- Opening Delimiter -

//! ASCII85Decode.
//!
//! Five characters in `!`..`u` encode four bytes; `z` stands for four zero
//! bytes and `~>` ends the data. A final partial group of n characters
//! yields n-1 bytes.

use crate::decoders::StreamDecoder;
use crate::error::{Error, Result};

/// ASCII85Decode filter.
pub struct Ascii85Decoder;

impl StreamDecoder for Ascii85Decoder {
    fn decode(&self, input: &[u8]) -> Result<Vec<u8>> {
        let input = input.strip_prefix(b"<~").unwrap_or(input);
        let mut output = Vec::with_capacity(input.len() * 4 / 5);
        let mut group = [0u8; 5];
        let mut count = 0;

        for &byte in input {
            match byte {
                b'~' => break,
                b'z' => {
                    if count != 0 {
                        return Err(Error::filter(self.name(), "'z' inside a group"));
                    }
                    output.extend_from_slice(&[0, 0, 0, 0]);
                },
                b'!'..=b'u' => {
                    group[count] = byte - b'!';
                    count += 1;
                    if count == 5 {
                        output.extend_from_slice(&group_value(&group, self.name())?.to_be_bytes());
                        count = 0;
                    }
                },
                _ if crate::lexer::is_whitespace(byte) => {},
                _ => {
                    return Err(Error::filter(
                        self.name(),
                        format!("invalid character 0x{:02X}", byte),
                    ));
                },
            }
        }

        if count > 0 {
            if count == 1 {
                return Err(Error::filter(self.name(), "final group has a single character"));
            }
            for slot in group.iter_mut().skip(count) {
                *slot = 84;
            }
            let bytes = group_value(&group, self.name())?.to_be_bytes();
            output.extend_from_slice(&bytes[..count - 1]);
        }

        Ok(output)
    }

    fn name(&self) -> &str {
        "ASCII85Decode"
    }
}

fn group_value(group: &[u8; 5], filter: &str) -> Result<u32> {
    let value = group.iter().fold(0u64, |acc, &d| acc * 85 + d as u64);
    u32::try_from(value).map_err(|_| Error::filter(filter, "group value exceeds 32 bits"))
}

/// Encode bytes as ASCII85 terminated by `~>`.
pub fn encode_ascii85(data: &[u8]) -> Vec<u8> {
    let mut out = Vec::with_capacity(data.len() * 5 / 4 + 4);
    let mut line = 0;

    for chunk in data.chunks(4) {
        let mut word = [0u8; 4];
        word[..chunk.len()].copy_from_slice(chunk);
        let mut value = u32::from_be_bytes(word);

        if chunk.len() == 4 && value == 0 {
            out.push(b'z');
            line += 1;
        } else {
            let mut digits = [0u8; 5];
            for d in digits.iter_mut().rev() {
                *d = (value % 85) as u8 + b'!';
                value /= 85;
            }
            out.extend_from_slice(&digits[..chunk.len() + 1]);
            line += chunk.len() + 1;
        }

        if line >= 75 {
            out.push(b'\n');
            line = 0;
        }
    }

    out.extend_from_slice(b"~>");
    out
}

#[cfg(test)]
mod tests {
    use super::*;

    // ============================================================================
    // Decoding
    // ============================================================================

    #[test]
    fn test_decode_simple() {
        assert_eq!(Ascii85Decoder.decode(b"<+U,m").unwrap(), b"Test");
    }

    #[test]
    fn test_decode_z_groups() {
        assert_eq!(Ascii85Decoder.decode(b"zz").unwrap(), vec![0u8; 8]);
    }

    #[test]
    fn test_decode_whitespace_and_markers() {
        assert_eq!(Ascii85Decoder.decode(b"<~<+U ,m~>").unwrap(), b"Test");
        assert_eq!(Ascii85Decoder.decode(b"<+U\n,m~>garbage").unwrap(), b"Test");
    }

    #[test]
    fn test_decode_partial_group() {
        // "Hi" -> 3 characters
        let encoded = encode_ascii85(b"Hi");
        assert_eq!(encoded.len(), 3 + 2);
        assert_eq!(Ascii85Decoder.decode(&encoded).unwrap(), b"Hi");
    }

    #[test]
    fn test_decode_errors() {
        assert!(Ascii85Decoder.decode(b"Hello\x00").is_err());
        assert!(Ascii85Decoder.decode(b"!z").is_err());
        assert!(Ascii85Decoder.decode(b"!").is_err());
        // "uuuuu" is larger than 2^32 - 1
        assert!(Ascii85Decoder.decode(b"uuuuu").is_err());
    }

    #[test]
    fn test_decode_empty() {
        assert!(Ascii85Decoder.decode(b"").unwrap().is_empty());
        assert!(Ascii85Decoder.decode(b"~>").unwrap().is_empty());
    }

    // ============================================================================
    // Encoding
    // ============================================================================

    #[test]
    fn test_encode_known_value() {
        assert_eq!(encode_ascii85(b"Test"), b"<+U,m~>");
        assert_eq!(encode_ascii85(&[0, 0, 0, 0]), b"z~>");
    }

    #[test]
    fn test_encode_roundtrip_lengths() {
        for len in 0..12usize {
            let data: Vec<u8> = (0..len as u8).map(|b| b.wrapping_mul(91)).collect();
            let encoded = encode_ascii85(&data);
            assert_eq!(Ascii85Decoder.decode(&encoded).unwrap(), data, "len {}", len);
        }
    }
}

- Closing Delimiter -

* **WHAT TO WORK ON**:
Lines containing the word "StreamDecoder" are to be pulled from the records and copied.

* **RESPONSE AREA**:
use crate::decoders::StreamDecoder;
impl StreamDecoder for Ascii85Decoder {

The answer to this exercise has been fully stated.